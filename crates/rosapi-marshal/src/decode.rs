//! Attribute set → record.
//!
//! Decoding is additive: only fields whose wire name is present in the set
//! are written, everything else keeps its current value. Attributes with no
//! matching field are ignored.

use rosapi_proto::AttributeSet;

use crate::error::{MarshalError, MarshalResult};
use crate::schema::Record;

/// Decode one attribute set into an existing record.
///
/// Fields are visited in declaration order; the first coercion failure stops
/// decoding and is returned. Fields decoded before the failure keep their new
/// values.
pub fn decode_into<R: Record>(attrs: &AttributeSet, record: &mut R) -> MarshalResult<()> {
    for field in R::schema().fields() {
        let spec = field.spec();
        if spec.excluded {
            continue;
        }

        let raw = match attrs.lookup(&spec.wire_name) {
            Some(raw) => field.trimmed(raw),
            None => continue,
        };

        if let Err(source) = field.assign(record, raw) {
            log::debug!(
                "{}: failed to decode `{}` from {:?}: {}",
                R::schema().type_name(),
                spec.wire_name,
                raw,
                source
            );
            return Err(MarshalError::Coercion {
                field: spec.wire_name.clone(),
                value: raw.to_string(),
                source,
            });
        }
    }
    Ok(())
}

/// Decode one attribute set into a fresh record.
pub fn decode<R: Record>(attrs: &AttributeSet) -> MarshalResult<R> {
    let mut record = R::default();
    decode_into(attrs, &mut record)?;
    Ok(record)
}

/// Decode each attribute set into a fresh record and append it to `out`.
///
/// Records are appended in the order of `sets`. The first failure aborts the
/// batch: records appended before it stay in `out`, the failing one and
/// everything after it are not appended.
pub fn decode_many<'a, R, I>(sets: I, out: &mut Vec<R>) -> MarshalResult<()>
where
    R: Record,
    I: IntoIterator<Item = &'a AttributeSet>,
{
    for attrs in sets {
        out.push(decode(attrs)?);
    }
    Ok(())
}

/// Apply every attribute set to the same record, in order.
///
/// Later sets overwrite values from earlier ones. This is how a single record
/// is read from a reply that may carry several sentences.
pub fn decode_reply_into<'a, R, I>(sets: I, record: &mut R) -> MarshalResult<()>
where
    R: Record,
    I: IntoIterator<Item = &'a AttributeSet>,
{
    for attrs in sets {
        decode_into(attrs, record)?;
    }
    Ok(())
}

#[cfg(test)]
mod tests {
    use super::*;
    use crate::error::ValueError;
    use crate::value::LenientIp;
    use std::net::{IpAddr, Ipv4Addr};
    use std::time::Duration;

    #[derive(Debug, Default, Clone, PartialEq)]
    struct Interface {
        id: String,
        name: String,
        mtu: i64,
        running: bool,
        comment: String,
        slave_ports: Vec<String>,
        keepalive: Duration,
        secret: String,
    }

    crate::wire_record! {
        Interface, identifier = id;
        id: ".id",
        name,
        mtu,
        running,
        comment trim "\"",
        slave_ports,
        keepalive: "keepalive-timeout",
        secret: "-",
    }

    #[derive(Debug, Default, PartialEq)]
    struct Neighbor {
        address: Option<IpAddr>,
        address4: LenientIp,
    }

    crate::wire_record! {
        Neighbor;
        address,
        address4,
    }

    fn attrs(pairs: &[(&str, &str)]) -> AttributeSet {
        pairs.iter().copied().collect()
    }

    #[test]
    fn test_decode_scenario() {
        let record: Interface =
            decode(&attrs(&[("name", "eth1"), ("mtu", "1500"), ("running", "true")])).unwrap();
        assert_eq!(record.name, "eth1");
        assert_eq!(record.mtu, 1500);
        assert!(record.running);
    }

    #[test]
    fn test_decode_is_additive() {
        let mut record = Interface {
            name: "old".to_string(),
            mtu: 1400,
            comment: "keep me".to_string(),
            ..Default::default()
        };
        decode_into(&attrs(&[("mtu", "9000")]), &mut record).unwrap();
        assert_eq!(record.mtu, 9000);
        assert_eq!(record.name, "old");
        assert_eq!(record.comment, "keep me");
    }

    #[test]
    fn test_unknown_attributes_ignored() {
        let record: Interface =
            decode(&attrs(&[("name", "eth1"), ("fp-rx-byte", "12"), (".nextid", "*2")])).unwrap();
        assert_eq!(record.name, "eth1");
    }

    #[test]
    fn test_excluded_field_not_decoded() {
        let record: Interface = decode(&attrs(&[("secret", "s3cret"), ("-", "x")])).unwrap();
        assert_eq!(record.secret, "");
    }

    #[test]
    fn test_tagged_names_and_kinds() {
        let record: Interface = decode(&attrs(&[
            (".id", "*1"),
            ("slave-ports", "ether2,ether3"),
            ("keepalive-timeout", "1m30s"),
        ]))
        .unwrap();
        assert_eq!(record.id, "*1");
        assert_eq!(record.slave_ports, vec!["ether2", "ether3"]);
        assert_eq!(record.keepalive, Duration::from_secs(90));
    }

    #[test]
    fn test_trim_applied_before_assignment() {
        let record: Interface = decode(&attrs(&[("comment", "\"uplink\"")])).unwrap();
        assert_eq!(record.comment, "uplink");
    }

    #[test]
    fn test_coercion_error_surfaces() {
        let err = decode::<Interface>(&attrs(&[("mtu", "big")])).unwrap_err();
        assert_eq!(err.field(), "mtu");
        match err {
            MarshalError::Coercion { value, source, .. } => {
                assert_eq!(value, "big");
                assert!(matches!(source, ValueError::InvalidInteger(_)));
            }
        }

        let err = decode::<Interface>(&attrs(&[("running", "maybe")])).unwrap_err();
        assert_eq!(err.field(), "running");

        let err = decode::<Interface>(&attrs(&[("keepalive-timeout", "soon")])).unwrap_err();
        assert_eq!(err.field(), "keepalive-timeout");
    }

    #[test]
    fn test_strict_and_lenient_ip() {
        let record: Neighbor =
            decode(&attrs(&[("address", "10.0.0.1"), ("address4", "auto")])).unwrap();
        assert_eq!(record.address, Some(IpAddr::V4(Ipv4Addr::new(10, 0, 0, 1))));
        assert_eq!(record.address4, LenientIp(None));

        let err = decode::<Neighbor>(&attrs(&[("address", "auto")])).unwrap_err();
        assert_eq!(err.field(), "address");
    }

    #[test]
    fn test_decode_many_preserves_order() {
        let sets: Vec<AttributeSet> = ["ether1", "ether2", "ether3"]
            .iter()
            .map(|name| attrs(&[("name", *name)]))
            .collect();
        let mut out: Vec<Interface> = Vec::new();
        decode_many(&sets, &mut out).unwrap();
        let names: Vec<&str> = out.iter().map(|i| i.name.as_str()).collect();
        assert_eq!(names, vec!["ether1", "ether2", "ether3"]);
    }

    #[test]
    fn test_decode_many_appends() {
        let mut out = vec![Interface {
            name: "existing".to_string(),
            ..Default::default()
        }];
        decode_many(&[attrs(&[("name", "new")])], &mut out).unwrap();
        assert_eq!(out.len(), 2);
        assert_eq!(out[0].name, "existing");
        assert_eq!(out[1].name, "new");
    }

    #[test]
    fn test_decode_many_keeps_partial_results() {
        let sets = vec![
            attrs(&[("name", "ether1"), ("mtu", "1500")]),
            attrs(&[("name", "ether2"), ("mtu", "1500")]),
            attrs(&[("name", "ether3"), ("mtu", "oops")]),
            attrs(&[("name", "ether4"), ("mtu", "1500")]),
            attrs(&[("name", "ether5"), ("mtu", "1500")]),
        ];
        let mut out: Vec<Interface> = Vec::new();
        let err = decode_many(&sets, &mut out).unwrap_err();
        assert_eq!(err.field(), "mtu");
        assert_eq!(out.len(), 2);
        assert_eq!(out[1].name, "ether2");
    }

    #[test]
    fn test_decode_reply_into_last_wins() {
        let sets = vec![
            attrs(&[("name", "first"), ("mtu", "1500")]),
            attrs(&[("name", "second")]),
        ];
        let mut record = Interface::default();
        decode_reply_into(&sets, &mut record).unwrap();
        assert_eq!(record.name, "second");
        assert_eq!(record.mtu, 1500);
    }
}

---

YOUR ASSIGNMENT: Search the records for the string "spec" and return every line in which it occurs.

RESULT:
        let spec = field.spec();
        if spec.excluded {
        let raw = match attrs.lookup(&spec.wire_name) {
                spec.wire_name,
                field: spec.wire_name.clone(),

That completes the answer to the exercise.